Northern Growth Accelerators: Brand and patient data is platform for growth, says Push Doctor founder

The latest in our Northern Growth Accelerator series of interviews, in partnership with EY, profiling exciting, fast-growth businesses from across the North.

Digital health business Push Doctor has seen investors buy into the founder’s vision to the tune of £29m – he says huge potential lies in building the brand and the intelligent use of patient.

Based in Manchester, Push Doctor connects patients to a smart network of thousands of UK qualified GPs, giving them access to a doctor in as little as six minutes.

It charges patients around £25 for a 10-minute video consultation and is manned by GPs working in their spare time.

Eren Ozagir, Push Doctor’s founder and chief executive, says the idea for the platform was a result of bad medical experiences in the UK and the US, which made him start to think about healthcare differently.
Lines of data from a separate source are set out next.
//! Ingresso.com now-playing integration
//!
//! Main entry point: entry management commands and the polling loop.

mod app;
mod cli;
mod wizard;

use std::io::{self, Write};

use anyhow::{bail, Result};
use app::{describe_setup, Ingresso};
use clap::Parser;
use cli::{Cli, Commands};
use ingresso_config_entries::{ConfigEntryState, IngressoConfig, REASON_AUTH_FAILED};
use ingresso_config_flow::{FlowResult, FlowResultType};
use ingresso_core::State;
use tracing::{info, warn};
use tracing_subscriber::EnvFilter;

#[tokio::main]
async fn main() -> Result<()> {
    let cli = Cli::parse();

    // Initialize tracing, RUST_LOG overrides the default level
    let filter = EnvFilter::try_from_default_env().unwrap_or_else(|_| EnvFilter::new("info"));
    tracing_subscriber::fmt()
        .with_env_filter(filter)
        .with_target(true)
        .init();

    let app = Ingresso::load(&cli.config_dir, cli.base_url.as_deref()).await?;

    match cli.command {
        Commands::Setup => setup(&app).await,
        Commands::Reconfigure { entry_id } => reconfigure(&app, &entry_id).await,
        Commands::List { json } => list(&app, json),
        Commands::Remove { entry_id } => remove(&app, &entry_id).await,
        Commands::Update { json } => update(&app, json).await,
        Commands::Run => run(&app).await,
    }
}

async fn setup(app: &Ingresso) -> Result<()> {
    let start = app.flows.start_user_flow().await?;
    let result = run_wizard(app, start).await?;
    report_flow(app, &result)
}

async fn reconfigure(app: &Ingresso, entry_id: &str) -> Result<()> {
    let start = app.flows.start_options_flow(entry_id).await?;
    let result = run_wizard(app, start).await?;
    report_flow(app, &result)
}

async fn run_wizard(app: &Ingresso, start: FlowResult) -> Result<FlowResult> {
    let stdin = io::stdin();
    let mut input = stdin.lock();
    let mut output = io::stdout();
    wizard::drive(&app.flows, start, &mut input, &mut output).await
}

/// Print what a finished flow did to its entry
fn report_flow(app: &Ingresso, result: &FlowResult) -> Result<()> {
    if result.result_type == FlowResultType::Abort {
        println!("Aborted");
        return Ok(());
    }

    let Some(entry) = result.entry_id.as_deref().and_then(|id| app.entries.get(id)) else {
        bail!("flow {} finished without an entry", result.flow_id);
    };

    println!("{} [{}]", entry.title, entry.entry_id);
    if entry.state == ConfigEntryState::SetupError
        && entry.reason.as_deref() == Some(REASON_AUTH_FAILED)
    {
        println!(
            "  reconfiguration required: run `ingresso reconfigure {}`",
            entry.entry_id
        );
    } else if let Some(sensor) = app.platform.sensor(&entry.entry_id) {
        let sensor = sensor.try_lock().map(|s| s.entity_id().to_string());
        if let Ok(entity_id) = sensor {
            println!("  sensor: {}", entity_id);
        }
    }
    Ok(())
}

fn list(app: &Ingresso, json: bool) -> Result<()> {
    let entries = app.entries.entries();

    if json {
        println!("{}", serde_json::to_string_pretty(&entries)?);
        return Ok(());
    }

    if entries.is_empty() {
        println!("No entries configured. Run `ingresso setup` to add one.");
        return Ok(());
    }

    for entry in entries {
        println!("{}  {}", entry.entry_id, entry.title);
        match IngressoConfig::from_data(&entry.data) {
            Ok(config) => println!(
                "    city {} ({}), theater {}, partnership {}",
                config.city_name,
                config.city_id,
                config.theater.as_deref().unwrap_or("all"),
                config.partnership
            ),
            Err(e) => println!("    unusable: {}", e),
        }
    }
    Ok(())
}

async fn remove(app: &Ingresso, entry_id: &str) -> Result<()> {
    let entry = app.entries.remove(entry_id).await?;
    println!("Removed {} [{}]", entry.title, entry.entry_id);
    Ok(())
}

async fn update(app: &Ingresso, json: bool) -> Result<()> {
    for (entry_id, result) in app.entries.setup_all().await {
        if let Err(e) = &result {
            app::report_setup_error(&entry_id, e);
        }
        if !json {
            println!("{}: {}", entry_id, describe_setup(&result));
        }
    }

    let states = app.publish().await?;
    if json {
        println!("{}", serde_json::to_string_pretty(&states)?);
    } else {
        print_states(&states);
    }
    Ok(())
}

fn print_states(states: &[State]) {
    for state in states {
        let last_updated: Option<String> = state.attribute("last_updated");
        println!(
            "{} = {} (last updated {})",
            state.entity_id,
            state.state,
            last_updated.as_deref().unwrap_or("never")
        );
    }
}

async fn run(app: &Ingresso) -> Result<()> {
    let loaded = app.setup_entries().await;
    if loaded == 0 {
        warn!("No entry could be set up, nothing to poll");
    }

    let mut interval = tokio::time::interval(app.settings.scan_interval());
    interval.set_missed_tick_behavior(tokio::time::MissedTickBehavior::Delay);
    // The first tick is immediate and setup already fetched every sensor
    interval.tick().await;
    app.publish().await?;

    info!(
        "Polling {} sensors every {}s",
        loaded,
        app.settings.scan_interval().as_secs()
    );

    loop {
        tokio::select! {
            _ = interval.tick() => {
                let states = app.update().await?;
                let available = states.iter().filter(|s| !s.is_unavailable()).count();
                info!("Updated {} sensors ({} available)", states.len(), available);
            }
            _ = tokio::signal::ctrl_c() => {
                info!("Shutting down...");
                break;
            }
        }
    }

    io::stdout().flush()?;
    Ok(())
}
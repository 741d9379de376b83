//! Config Entry State Machine
//!
//! Enforces valid state transitions for the ConfigEntry lifecycle:
//!
//! ```text
//! NotLoaded → SetupInProgress → Loaded
//!                            ↘ SetupError → SetupInProgress (after reconfigure)
//! NotLoaded → MigrationError (terminal)
//!
//! Loaded/SetupError → UnloadInProgress → NotLoaded
//! ```

use crate::entry::ConfigEntryState;
use thiserror::Error;

/// Error when an invalid state transition is attempted
#[derive(Debug, Error, Clone, PartialEq, Eq)]
#[error("Invalid state transition from {from:?} to {to:?}: {reason}")]
pub struct InvalidTransition {
    pub from: ConfigEntryState,
    pub to: ConfigEntryState,
    pub reason: &'static str,
}

impl ConfigEntryState {
    /// Attempt a transition to a new state.
    pub fn try_transition(
        self,
        to: ConfigEntryState,
    ) -> Result<ConfigEntryState, InvalidTransition> {
        use ConfigEntryState::*;

        let valid = matches!(
            (self, to),
            (NotLoaded, SetupInProgress)
                | (NotLoaded, MigrationError)
                | (SetupInProgress, Loaded)
                | (SetupInProgress, SetupError)
                | (SetupError, SetupInProgress)
                | (SetupError, UnloadInProgress)
                | (Loaded, UnloadInProgress)
                | (UnloadInProgress, NotLoaded)
        );

        if valid {
            Ok(to)
        } else {
            Err(InvalidTransition {
                from: self,
                to,
                reason: Self::transition_error_reason(self, to),
            })
        }
    }

    /// Check if a transition is valid without performing it
    pub fn can_transition_to(self, to: ConfigEntryState) -> bool {
        self.try_transition(to).is_ok()
    }

    fn transition_error_reason(from: ConfigEntryState, to: ConfigEntryState) -> &'static str {
        use ConfigEntryState::*;

        match (from, to) {
            (MigrationError, _) => "MigrationError is terminal - entry data is unusable",
            (NotLoaded, Loaded) => "Cannot jump to Loaded - must go through SetupInProgress",
            (Loaded, SetupInProgress) => "Already loaded - unload first before re-setup",
            (Loaded, NotLoaded) => "Cannot jump to NotLoaded - must go through UnloadInProgress",
            (SetupInProgress, NotLoaded) => {
                "Setup in progress - must complete before returning to NotLoaded"
            }
            _ => "Invalid state transition",
        }
    }
}

#[cfg(test)]
mod tests {
    use super::*;
    use ConfigEntryState::*;

    #[test]
    fn test_setup_path() {
        assert_eq!(NotLoaded.try_transition(SetupInProgress), Ok(SetupInProgress));
        assert!(SetupInProgress.can_transition_to(Loaded));
        assert!(SetupInProgress.can_transition_to(SetupError));
    }

    #[test]
    fn test_failed_setup_can_retry_or_unload() {
        assert!(SetupError.can_transition_to(SetupInProgress));
        assert!(SetupError.can_transition_to(UnloadInProgress));
    }

    #[test]
    fn test_unload_path() {
        assert!(Loaded.can_transition_to(UnloadInProgress));
        assert!(UnloadInProgress.can_transition_to(NotLoaded));
    }

    #[test]
    fn test_invalid_jumps() {
        let err = NotLoaded.try_transition(Loaded).unwrap_err();
        assert_eq!(err.from, NotLoaded);
        assert!(err.reason.contains("SetupInProgress"));

        assert!(!Loaded.can_transition_to(SetupInProgress));
        assert!(!Loaded.can_transition_to(NotLoaded));
    }

    #[test]
    fn test_migration_error_is_terminal() {
        assert!(NotLoaded.can_transition_to(MigrationError));
        for to in [NotLoaded, SetupInProgress, Loaded, SetupError, UnloadInProgress] {
            assert!(!MigrationError.can_transition_to(to));
        }
    }
}
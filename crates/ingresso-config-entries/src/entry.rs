//! Config Entry types
//!
//! A ConfigEntry is one persisted city/theater pairing created by the wizard.

use chrono::{DateTime, Utc};
use serde::{Deserialize, Serialize};
use std::collections::HashMap;

use crate::state_machine::InvalidTransition;

/// Config entry lifecycle state
#[derive(Debug, Clone, Copy, PartialEq, Eq, Serialize, Deserialize, Default)]
#[serde(rename_all = "snake_case")]
pub enum ConfigEntryState {
    /// Initial state, not yet set up
    #[default]
    NotLoaded,
    /// Setup handler running
    SetupInProgress,
    /// Successfully set up
    Loaded,
    /// Setup failed; needs reconfiguration or a retry
    SetupError,
    /// Stored data could not be normalized (terminal)
    MigrationError,
    /// Unload handler running
    UnloadInProgress,
}

/// A persisted configuration entry
#[derive(Debug, Clone, Serialize, Deserialize)]
pub struct ConfigEntry {
    /// Unique identifier (ULID)
    pub entry_id: String,

    /// Integration domain
    pub domain: String,

    /// Human-readable display name
    pub title: String,

    /// Configuration data (see [`crate::IngressoConfig`])
    #[serde(default)]
    pub data: HashMap<String, serde_json::Value>,

    /// Schema version of `data`
    #[serde(default = "default_version")]
    pub version: u32,

    /// Current lifecycle state (not persisted)
    #[serde(skip, default)]
    pub state: ConfigEntryState,

    /// Human-readable explanation for failed states (not persisted)
    #[serde(skip, default)]
    pub reason: Option<String>,

    #[serde(default = "Utc::now")]
    pub created_at: DateTime<Utc>,

    #[serde(default = "Utc::now")]
    pub modified_at: DateTime<Utc>,
}

fn default_version() -> u32 {
    1
}

impl ConfigEntry {
    /// Create a new config entry
    pub fn new(domain: impl Into<String>, title: impl Into<String>) -> Self {
        let now = Utc::now();
        Self {
            entry_id: ulid::Ulid::new().to_string(),
            domain: domain.into(),
            title: title.into(),
            data: HashMap::new(),
            version: default_version(),
            state: ConfigEntryState::NotLoaded,
            reason: None,
            created_at: now,
            modified_at: now,
        }
    }

    /// Set entry data
    pub fn with_data(mut self, data: HashMap<String, serde_json::Value>) -> Self {
        self.data = data;
        self
    }

    /// Set version
    pub fn with_version(mut self, version: u32) -> Self {
        self.version = version;
        self
    }

    /// Check if entry is loaded
    pub fn is_loaded(&self) -> bool {
        self.state == ConfigEntryState::Loaded
    }

    /// Attempt to transition to a new state with validation.
    ///
    /// On success, updates the state and reason fields.
    pub fn try_set_state(
        &mut self,
        new_state: ConfigEntryState,
        reason: Option<String>,
    ) -> Result<(), InvalidTransition> {
        self.state.try_transition(new_state)?;
        self.state = new_state;
        self.reason = reason;
        Ok(())
    }
}

/// Update data for a config entry
#[derive(Debug, Default)]
pub struct ConfigEntryUpdate {
    pub title: Option<String>,
    pub data: Option<HashMap<String, serde_json::Value>>,
}

impl ConfigEntryUpdate {
    pub fn new() -> Self {
        Self::default()
    }

    pub fn title(mut self, title: impl Into<String>) -> Self {
        self.title = Some(title.into());
        self
    }

    pub fn data(mut self, data: HashMap<String, serde_json::Value>) -> Self {
        self.data = Some(data);
        self
    }
}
“I wanted to build something better because we deserve more – people deserve better opportunities when it comes to health,” he said of the business he co-founded with its chief technology officer Matt Elcock.

But he is clear that the service the company provides today will not be the service it provides in the future.

He wants to create a data-driven digital health platform that will treat the whole person, combining responsive medicine and chronic condition management with fitness and nutritional conditioning.

He said: “The service today deals with episodes – people are episodically unwell. The future will be about better management of you as a whole person. That’s physical and mental wellness and how to plan for the future.”

The plan is for the model to move towards recurring revenues, with a membership or signing in fee, rather than just being pay as you go.

Ozagir, a former marketing director at Music Magpie, added: “What we do with those customers is changing and over the next three years there will be a dramatic change. The data we are building in and around people and the data we release back to them will open up what they can do with them.

“We allow users to download medical records for free, then help them to use that data better.

“Look at how people think of health now compared to the 1980s or 90s, there has been a real change in attitudes between then and now. Some of that is social and how people self-modify.”

In July the business received a £20.2m cash injection to enable it to bring new products to market, the first of which will hit later this year.

The Series B funding round was led by Accelerated Digital Ventures and Draper Esprit, with participation from European funds Oxford Capital, Seventure Partners and Partech Ventures. It brings the total funding for Push Doctor to date to more than £29m.

It is part of a plan to further expanding the company’s value-proposition for patients as it couples instant access to doctors with complementary products and services.

He said: “What we are doing now is not the angle. We are trialling something new every day.

“We are looking at how we get enough data today to understand our users and data over the longer/medium term and how we build great products that people want to buy.”

But there are challenges to disruption, particularly in the healthcare sector where safety of the individual is paramount. In June it was reported that the service had been found to be delivering unsafe care in a report by the Care Quality Commission.

Ozagir said he challenged some of the facts in the CQC report, adding that some problems were the results of legislation being unable to keep up with the changes created by digital and technological developments.

He said: “I believe the regulator is doing what it should and there are always challenges when a business is unfamiliar. We presented new data that has not been seen before and so the understanding was not there.”

He added: “We called the regulator and asked ‘should we be regulated?’ and we opted to be regulated by the CQC. We knew it was important to be regulated as we knew we would be making such changes to the industry.”

Reluctant to share turnover at this early stage, Ozagir did say that the site has around 7,000 doctors on its books and that the number of transactions is increasing by 30% month-on-month.

Staff numbers have grown quickly too – from a base of just four in January 2016, to 75 currently and Ozagir says that figure will almost double again to 140 by the end of the year.

And another fundraise is on the cards – this time for between $50-70m, but Ozagir admits it is a time-consuming process that takes him away from the day-to-day development of the business.

“We tell investors we are building a digital health brand, not a business. That’s where the value is.

“Digital health is a long-term play and we are thinking 10/15/20 years ahead and how we can build the biggest and most valuable business we can,” he said.